## EXERCISE REQUIREMENTS
In the records below, work out how many lines hold the word "DateTime". Report the number alone.
*** Block opens ***
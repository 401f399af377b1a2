//! Mission session models

use std::collections::BTreeSet;

use chrono::{DateTime, Utc};
use serde::{Deserialize, Serialize};
use uuid::Uuid;

use super::alert::Alert;
use super::economics::EconomicImpact;
use super::fusion::FusionDiagnosis;
use super::grid::{GridStats, ZoneGrid};
use super::spray::SprayPath;

#[derive(Debug, Clone, Copy, Serialize, Deserialize, PartialEq, Eq)]
#[serde(rename_all = "snake_case")]
pub enum MissionStatus {
    Active,
    Completed,
}

/// Project-state summary of one drone mission
#[derive(Debug, Clone, Serialize, Deserialize, PartialEq)]
pub struct MissionSummary {
    pub mission_id: Uuid,
    pub status: MissionStatus,
    pub started_at: DateTime<Utc>,
    pub ended_at: Option<DateTime<Utc>>,
    pub frames_seen: usize,
    pub total_detections: usize,
    pub excluded_detections: u32,
    pub infected_zones: usize,
    pub disease_types: BTreeSet<String>,
    pub critical_alerts: usize,
    pub warning_alerts: usize,
    pub info_alerts: usize,
}

/// Everything one refresh tick hands to the rendering layer
#[derive(Debug, Clone, Serialize, Deserialize, PartialEq)]
pub struct PipelineSnapshot {
    pub computed_at: DateTime<Utc>,
    pub grid: ZoneGrid,
    pub grid_stats: GridStats,
    pub spray_path: SprayPath,
    pub economic_impact: EconomicImpact,
    pub diagnoses: Vec<FusionDiagnosis>,
    pub alerts: Vec<Alert>,
    pub summary: MissionSummary,
}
*** Block closes ***
## EXERCISE SOLUTION
4